The Holcroft Covenant Explained

The Holcroft Covenant
Author:Robert Ludlum
Cover Artist:John Knights
Country:United Kingdom
Language:English
Genre:Espionage
Publisher:Granada (UK)
Richard Marek (US)
Pub Date:July 27, 1978
Media Type:Print (Hardback & Paperback)
Pages:494 pp (first edition)
Isbn:0-246-11048-1
Oclc:59182171

The Holcroft Covenant is a 1978 thriller novel by Robert Ludlum. In 1985 it was made into a film of the same name.[1]

Plot

The novel concerns Noel Holcroft, New York City architect and secretly the son of Heinrich Clausen, chief economic adviser to the Third Reich. At some point in the 1970s, Holcroft is contacted by the Grande Banque de Geneve, concerning his father's will and testament. The testament says that in the last half of the war, Clausen found out about the Holocaust. Horrified and desperate to make amends, he and his two friends stole vast amounts of money from thousands of individual sources throughout the Reich and funneled them into a secure account in Zurich, Switzerland. Now, if Holcroft will contact the children of the two friends, they can form a group to distribute the funds and alleviate some of the pain of the Holocaust.

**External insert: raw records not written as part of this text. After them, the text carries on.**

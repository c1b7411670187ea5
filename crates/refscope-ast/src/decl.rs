// SPDX-License-Identifier: (MIT OR Apache-2.0)
//! Declaration nodes.

use crate::stmt::Stmt;
use crate::types::{MemberRef, TypeRef};
use crate::{NodeId, Span};

/// A type declaration. Partial types appear once per part.
#[derive(Debug, Clone)]
#[cfg_attr(feature = "serde", derive(serde::Serialize, serde::Deserialize))]
pub struct TypeDecl {
    pub id: NodeId,
    pub name: String,
    pub kind: TypeKind,
    pub is_readonly: bool,
    pub is_partial: bool,
    pub type_params: Vec<TypeParam>,
    /// Implemented interfaces (for interfaces: base interfaces).
    pub interfaces: Vec<TypeRef>,
    /// Primary constructor parameters.
    pub primary_params: Vec<Param>,
    pub fields: Vec<FieldDecl>,
    pub members: Vec<FnDecl>,
    pub span: Span,
}

#[derive(Debug, Clone, Copy, PartialEq, Eq, Hash)]
#[cfg_attr(feature = "serde", derive(serde::Serialize, serde::Deserialize))]
pub enum TypeKind {
    Class,
    Struct,
    /// Stack-only struct (`ref struct`)
    RefStruct,
    Interface,
}

impl TypeKind {
    pub fn is_struct_like(self) -> bool {
        matches!(self, TypeKind::Struct | TypeKind::RefStruct)
    }
}

/// A field or auto-property backing store.
#[derive(Debug, Clone)]
#[cfg_attr(feature = "serde", derive(serde::Serialize, serde::Deserialize))]
pub struct FieldDecl {
    pub name: String,
    pub ty: TypeRef,
    pub is_static: bool,
    pub is_readonly: bool,
    /// Declared through an auto-property rather than a field.
    pub is_auto_property: bool,
    /// `ref` field; only legal inside a stack-only struct.
    pub is_ref: bool,
    pub span: Span,
}

/// A type parameter and its constraint clause.
#[derive(Debug, Clone)]
#[cfg_attr(feature = "serde", derive(serde::Serialize, serde::Deserialize))]
pub struct TypeParam {
    pub name: String,
    /// Constraints in source order.
    pub constraints: Vec<Constraint>,
    pub span: Span,
}

impl TypeParam {
    pub fn has(&self, pred: impl Fn(&ConstraintKind) -> bool) -> bool {
        self.constraints.iter().any(|c| pred(&c.kind))
    }

    pub fn has_allows_marker(&self) -> bool {
        self.has(|k| matches!(k, ConstraintKind::AllowsRefStruct))
    }
}

#[derive(Debug, Clone)]
#[cfg_attr(feature = "serde", derive(serde::Serialize, serde::Deserialize))]
pub struct Constraint {
    pub kind: ConstraintKind,
    pub span: Span,
}

#[derive(Debug, Clone, PartialEq, Eq)]
#[cfg_attr(feature = "serde", derive(serde::Serialize, serde::Deserialize))]
pub enum ConstraintKind {
    /// Reference type constraint
    Class,
    /// Value type constraint
    Struct,
    Unmanaged,
    NotNull,
    /// Parameterless constructor constraint
    New,
    Default,
    /// Interface, base class, or another type parameter
    Type(TypeRef),
    /// The "allows stack-only" marker
    AllowsRefStruct,
}

/// A method, accessor, or constructor.
#[derive(Debug, Clone)]
#[cfg_attr(feature = "serde", derive(serde::Serialize, serde::Deserialize))]
pub struct FnDecl {
    pub id: NodeId,
    /// Accessors use metadata names (`get_Item`, `set_Value`).
    pub name: String,
    pub kind: MemberKind,
    pub modifiers: Modifiers,
    pub type_params: Vec<TypeParam>,
    pub params: Vec<Param>,
    pub ret: ReturnType,
    pub attrs: Vec<Attribute>,
    /// Explicitly implemented interface member.
    pub explicit_impl: Option<MemberRef>,
    /// Overridden base member.
    pub overrides: Option<MemberRef>,
    /// `None` for abstract and interface members without a body.
    pub body: Option<Vec<Stmt>>,
    pub span: Span,
}

impl FnDecl {
    pub fn has_attr(&self, kind: AttributeKind) -> bool {
        self.attrs.iter().any(|a| a.kind == kind)
    }

    pub fn attr_span(&self, kind: AttributeKind) -> Option<Span> {
        self.attrs.iter().find(|a| a.kind == kind).map(|a| a.span)
    }

    pub fn is_unscoped(&self) -> bool {
        self.has_attr(AttributeKind::UnscopedRef)
    }
}

#[derive(Debug, Clone, Copy, PartialEq, Eq, Hash)]
#[cfg_attr(feature = "serde", derive(serde::Serialize, serde::Deserialize))]
pub enum MemberKind {
    Method,
    Constructor,
    Getter,
    Setter,
    InitSetter,
}

impl MemberKind {
    pub fn is_accessor(self) -> bool {
        matches!(self, MemberKind::Getter | MemberKind::Setter | MemberKind::InitSetter)
    }
}

#[derive(Debug, Clone, Copy, Default, PartialEq, Eq)]
#[cfg_attr(feature = "serde", derive(serde::Serialize, serde::Deserialize))]
pub struct Modifiers {
    pub is_static: bool,
    pub is_virtual: bool,
    pub is_abstract: bool,
    pub is_sealed: bool,
    pub is_override: bool,
    /// `readonly` instance member of a struct
    pub is_readonly: bool,
    pub is_async: bool,
    /// Body contains `yield`
    pub is_iterator: bool,
    pub is_partial: bool,
}

/// Return type and whether it is returned by reference.
#[derive(Debug, Clone)]
#[cfg_attr(feature = "serde", derive(serde::Serialize, serde::Deserialize))]
pub struct ReturnType {
    pub ty: TypeRef,
    pub ref_kind: RefKind,
}

impl ReturnType {
    pub fn void() -> Self {
        Self { ty: TypeRef::Void, ref_kind: RefKind::None }
    }

    pub fn value(ty: TypeRef) -> Self {
        Self { ty, ref_kind: RefKind::None }
    }

    pub fn by_ref(ty: TypeRef) -> Self {
        Self { ty, ref_kind: RefKind::Ref }
    }

    pub fn is_by_ref(&self) -> bool {
        self.ref_kind != RefKind::None
    }
}

/// How a parameter, local, or return passes its storage.
#[derive(Debug, Clone, Copy, PartialEq, Eq, Hash, Default)]
#[cfg_attr(feature = "serde", derive(serde::Serialize, serde::Deserialize))]
pub enum RefKind {
    #[default]
    None,
    Ref,
    In,
    Out,
    RefReadonly,
}

impl RefKind {
    pub fn is_by_ref(self) -> bool {
        self != RefKind::None
    }

    pub fn is_readonly(self) -> bool {
        matches!(self, RefKind::In | RefKind::RefReadonly)
    }
}

#[derive(Debug, Clone)]
#[cfg_attr(feature = "serde", derive(serde::Serialize, serde::Deserialize))]
pub struct Param {
    pub name: String,
    pub ty: TypeRef,
    pub ref_kind: RefKind,
    /// `scoped` modifier
    pub is_scoped: bool,
    pub attrs: Vec<Attribute>,
    pub span: Span,
}

impl Param {
    pub fn is_unscoped(&self) -> bool {
        self.attrs.iter().any(|a| a.kind == AttributeKind::UnscopedRef)
    }
}

#[derive(Debug, Clone)]
#[cfg_attr(feature = "serde", derive(serde::Serialize, serde::Deserialize))]
pub struct Attribute {
    pub kind: AttributeKind,
    pub span: Span,
}

#[derive(Debug, Clone, PartialEq, Eq)]
#[cfg_attr(feature = "serde", derive(serde::Serialize, serde::Deserialize))]
pub enum AttributeKind {
    /// Widens the default escape scope of a receiver or `out` parameter.
    UnscopedRef,
    Other(String),
}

Ranged against him in this noble endeavor is the last trace of the Third Reich: the children of Projekt Sonnenkinder. In the dying days of the war, a vast search went out throughout Germany. The children of Germany's finest, those without physical and psychological frailties, were sent to isolated hamlets all over the world by airplane and U-boat. They were raised, provided for, and indoctrinated. Those who showed promise were inducted into the conspiracy by their elders; those that weren't were "removed." They have waited thirty years for the funds so as to finally take over the world. Their leader, the Tinamou, is the world's deadliest assassin.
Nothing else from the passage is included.